Work request: State the number of lines in these records that include the word "observers", and add nothing to it.

Stored items:
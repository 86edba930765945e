//! Room registry — the single shared mutable state of the core.
//!
//! Rooms, both queues, and the plant state live behind one lock as a unit:
//! the serving counter is only meaningful relative to queue membership, so
//! the two must never be observable in a torn state. All mutating
//! operations (admission, control, metering ticks) serialize on this lock
//! and either fully apply or not at all.

use std::collections::{HashMap, VecDeque};
use std::sync::Arc;

use tokio::sync::Mutex;

use chiller_domain::error::CoreError;
use chiller_domain::id::RoomId;
use chiller_domain::plant::CentralUnit;
use chiller_domain::queue::{ServiceQueueEntry, WaitQueueEntry, wait_estimate};
use chiller_domain::room::{Room, ServiceStatus};

/// The authoritative set of rooms plus scheduling state.
#[derive(Debug)]
pub struct Registry {
    rooms: HashMap<RoomId, Room>,
    pub service_queue: VecDeque<ServiceQueueEntry>,
    pub wait_queue: VecDeque<WaitQueueEntry>,
    pub plant: CentralUnit,
}

/// Registry shared between the services and the metering engine.
pub type SharedRegistry = Arc<Mutex<Registry>>;

impl Registry {
    /// Create an empty registry for the given plant.
    #[must_use]
    pub fn new(plant: CentralUnit) -> Self {
        Self {
            rooms: HashMap::new(),
            service_queue: VecDeque::new(),
            wait_queue: VecDeque::new(),
            plant,
        }
    }

    /// Wrap a registry for sharing.
    #[must_use]
    pub fn into_shared(self) -> SharedRegistry {
        Arc::new(Mutex::new(self))
    }

    /// Add a room, replacing any previous room with the same id.
    pub fn register(&mut self, room: Room) {
        self.rooms.insert(room.id.clone(), room);
    }

    /// Look up a room by id.
    ///
    /// # Errors
    ///
    /// Returns [`CoreError::RoomNotFound`] for unknown ids.
    pub fn room(&self, id: &RoomId) -> Result<&Room, CoreError> {
        self.rooms.get(id).ok_or_else(|| CoreError::RoomNotFound {
            room_id: id.clone(),
        })
    }

    /// Look up a room mutably by id.
    ///
    /// # Errors
    ///
    /// Returns [`CoreError::RoomNotFound`] for unknown ids.
    pub fn room_mut(&mut self, id: &RoomId) -> Result<&mut Room, CoreError> {
        self.rooms.get_mut(id).ok_or_else(|| CoreError::RoomNotFound {
            room_id: id.clone(),
        })
    }

    /// Iterate over all rooms in no particular order.
    pub fn rooms(&self) -> impl Iterator<Item = &Room> {
        self.rooms.values()
    }

    /// Iterate mutably over all rooms in no particular order.
    pub fn rooms_mut(&mut self) -> impl Iterator<Item = &mut Room> {
        self.rooms.values_mut()
    }

    /// Number of registered rooms.
    #[must_use]
    pub fn room_count(&self) -> usize {
        self.rooms.len()
    }

    /// Recompute the serving counter from the room set.
    ///
    /// Always derived, never adjusted in place, so out-of-order control
    /// calls cannot make it drift.
    pub fn recompute_serving_count(&mut self) {
        self.plant.current_serving_count = self
            .rooms
            .values()
            .filter(|room| room.service_status == ServiceStatus::Serving)
            .count();
    }

    /// Remove the room's entry from whichever queue holds it (at most one).
    ///
    /// A removal from the wait queue shifts everyone behind it forward, so
    /// the remaining estimates are refreshed right away.
    pub fn remove_from_queues(&mut self, id: &RoomId) {
        self.service_queue.retain(|entry| entry.room_id != *id);
        let waiting = self.wait_queue.len();
        self.wait_queue.retain(|entry| entry.room_id != *id);
        if self.wait_queue.len() < waiting {
            self.refresh_wait_estimates();
        }
    }

    /// Recompute the FIFO-position wait estimates for every queued room.
    pub fn refresh_wait_estimates(&mut self) {
        let Self {
            rooms, wait_queue, ..
        } = self;
        for (index, entry) in wait_queue.iter_mut().enumerate() {
            let estimate = wait_estimate(index + 1);
            entry.wait_time_estimate = estimate;
            if let Some(room) = rooms.get_mut(&entry.room_id) {
                room.wait_time_estimate = estimate;
            }
        }
    }

    /// Ordered snapshots of both queues.
    #[must_use]
    pub fn queue_snapshots(&self) -> (Vec<ServiceQueueEntry>, Vec<WaitQueueEntry>) {
        (
            self.service_queue.iter().cloned().collect(),
            self.wait_queue.iter().cloned().collect(),
        )
    }
}

#[cfg(test)]
mod tests {
    use super::*;
    use chiller_domain::room::FanSpeed;
    use chiller_domain::time::now;

    fn registry_with_rooms(ids: &[&str]) -> Registry {
        let mut registry = Registry::new(CentralUnit::new(3));
        for id in ids {
            registry.register(Room::builder().id(*id).build().unwrap());
        }
        registry
    }

    #[test]
    fn should_return_not_found_for_unknown_room() {
        let registry = registry_with_rooms(&["301"]);
        let result = registry.room(&RoomId::new("999"));
        assert!(matches!(result, Err(CoreError::RoomNotFound { .. })));
    }

    #[test]
    fn should_recompute_serving_count_from_room_states() {
        let mut registry = registry_with_rooms(&["301", "302", "303"]);
        registry
            .room_mut(&RoomId::new("301"))
            .unwrap()
            .service_status = ServiceStatus::Serving;
        registry
            .room_mut(&RoomId::new("302"))
            .unwrap()
            .service_status = ServiceStatus::Serving;
        registry
            .room_mut(&RoomId::new("303"))
            .unwrap()
            .service_status = ServiceStatus::Waiting;

        registry.recompute_serving_count();

        assert_eq!(registry.plant.current_serving_count, 2);
    }

    #[test]
    fn should_remove_room_from_wait_queue_only() {
        let mut registry = registry_with_rooms(&["301", "302"]);
        registry.wait_queue.push_back(WaitQueueEntry {
            room_id: RoomId::new("301"),
            fan_speed: FanSpeed::Mid,
            wait_time_estimate: 30.0,
            requested_at: now(),
        });
        registry.wait_queue.push_back(WaitQueueEntry {
            room_id: RoomId::new("302"),
            fan_speed: FanSpeed::Mid,
            wait_time_estimate: 60.0,
            requested_at: now(),
        });

        registry.remove_from_queues(&RoomId::new("301"));

        assert_eq!(registry.wait_queue.len(), 1);
        assert_eq!(registry.wait_queue[0].room_id, RoomId::new("302"));
        // 302 moved to the head, so its estimate drops to one slot.
        assert_eq!(registry.wait_queue[0].wait_time_estimate, 30.0);
        assert_eq!(
            registry.room(&RoomId::new("302")).unwrap().wait_time_estimate,
            30.0
        );
    }

    #[test]
    fn should_refresh_wait_estimates_by_position() {
        let mut registry = registry_with_rooms(&["301", "302"]);
        for id in ["301", "302"] {
            registry.wait_queue.push_back(WaitQueueEntry {
                room_id: RoomId::new(id),
                fan_speed: FanSpeed::Mid,
                wait_time_estimate: 0.0,
                requested_at: now(),
            });
        }

        registry.refresh_wait_estimates();

        assert_eq!(registry.wait_queue[0].wait_time_estimate, 30.0);
        assert_eq!(registry.wait_queue[1].wait_time_estimate, 60.0);
        assert_eq!(
            registry.room(&RoomId::new("302")).unwrap().wait_time_estimate,
            60.0
        );
    }

    #[test]
    fn should_replace_room_when_registering_same_id() {
        let mut registry = registry_with_rooms(&["301"]);
        let replacement = Room::builder()
            .id("301")
            .current_temperature(22.0)
            .build()
            .unwrap();
        registry.register(replacement);

        assert_eq!(registry.room_count(), 1);
        assert_eq!(
            registry.room(&RoomId::new("301")).unwrap().current_temperature,
            22.0
        );
    }
}
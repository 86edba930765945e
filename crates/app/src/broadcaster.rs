//! Event broadcaster — per-room and operator observer scopes backed by
//! tokio [`broadcast`] channels.
//!
//! Delivery is fire-and-forget with latest-value semantics: publishing
//! succeeds even with zero subscribers (the event is simply dropped), and a
//! subscriber that falls behind skips ahead to the newest events rather
//! than replaying what it missed.

use std::collections::HashMap;
use std::sync::{Mutex, PoisonError};

use tokio::sync::broadcast;
use tokio_stream::StreamExt;
use tokio_stream::wrappers::BroadcastStream;
use tokio_stream::wrappers::errors::BroadcastStreamRecvError;

use chiller_domain::event::{Envelope, OperatorEvent, RoomEvent};
use chiller_domain::id::RoomId;

/// Publish/subscribe hub for room-scoped and operator-scoped events.
pub struct EventBroadcaster {
    capacity: usize,
    rooms: Mutex<HashMap<RoomId, broadcast::Sender<Envelope<RoomEvent>>>>,
    operator: broadcast::Sender<Envelope<OperatorEvent>>,
}

impl EventBroadcaster {
    /// Create a broadcaster whose channels buffer up to `capacity` events
    /// before lagging subscribers start skipping.
    #[must_use]
    pub fn new(capacity: usize) -> Self {
        let (operator, _) = broadcast::channel(capacity);
        Self {
            capacity,
            rooms: Mutex::new(HashMap::new()),
            operator,
        }
    }

    /// Publish an event to one room's observers.
    ///
    /// A room nobody has subscribed to has no channel yet; the event is
    /// dropped, which is exactly the latest-value contract.
    pub fn publish_room(&self, room_id: &RoomId, event: RoomEvent) {
        let rooms = self.rooms.lock().unwrap_or_else(PoisonError::into_inner);
        if let Some(sender) = rooms.get(room_id) {
            // send fails only with zero receivers, which is fine.
            let _ = sender.send(Envelope::new(event));
        }
    }

    /// Publish an event to the operator observers.
    pub fn publish_operator(&self, event: OperatorEvent) {
        let _ = self.operator.send(Envelope::new(event));
    }

    /// Subscribe to one room's events.
    ///
    /// The channel is created lazily on first subscription; only events
    /// published *after* the subscription are delivered.
    pub fn subscribe_room(&self, room_id: &RoomId) -> broadcast::Receiver<Envelope<RoomEvent>> {
        let mut rooms = self.rooms.lock().unwrap_or_else(PoisonError::into_inner);
        rooms
            .entry(room_id.clone())
            .or_insert_with(|| broadcast::channel(self.capacity).0)
            .subscribe()
    }

    /// Subscribe to the operator scope.
    #[must_use]
    pub fn subscribe_operator(&self) -> broadcast::Receiver<Envelope<OperatorEvent>> {
        self.operator.subscribe()
    }

    /// Number of room channels that have been materialized so far.
    ///
    /// Channels come into being on first subscription only, so this stays
    /// bounded by the set of rooms somebody actually watched.
    #[must_use]
    pub fn room_channel_count(&self) -> usize {
        self.rooms
            .lock()
            .unwrap_or_else(PoisonError::into_inner)
            .len()
    }

    /// Number of currently attached observers across all scopes.
    #[must_use]
    pub fn observer_count(&self) -> usize {
        let rooms = self.rooms.lock().unwrap_or_else(PoisonError::into_inner);
        self.operator.receiver_count()
            + rooms
                .values()
                .map(broadcast::Sender::receiver_count)
                .sum::<usize>()
    }
}

/// Turn a subscription into a stream of envelopes, skipping over lag.
pub fn event_stream<P>(
    receiver: broadcast::Receiver<Envelope<P>>,
) -> impl tokio_stream::Stream<Item = Envelope<P>>
where
    P: Clone + Send + 'static,
{
    BroadcastStream::new(receiver).filter_map(|result| match result {
        Ok(envelope) => Some(envelope),
        Err(BroadcastStreamRecvError::Lagged(skipped)) => {
            tracing::warn!(skipped, "observer lagged, skipping to latest events");
            None
        }
    })
}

Finished exercise: 3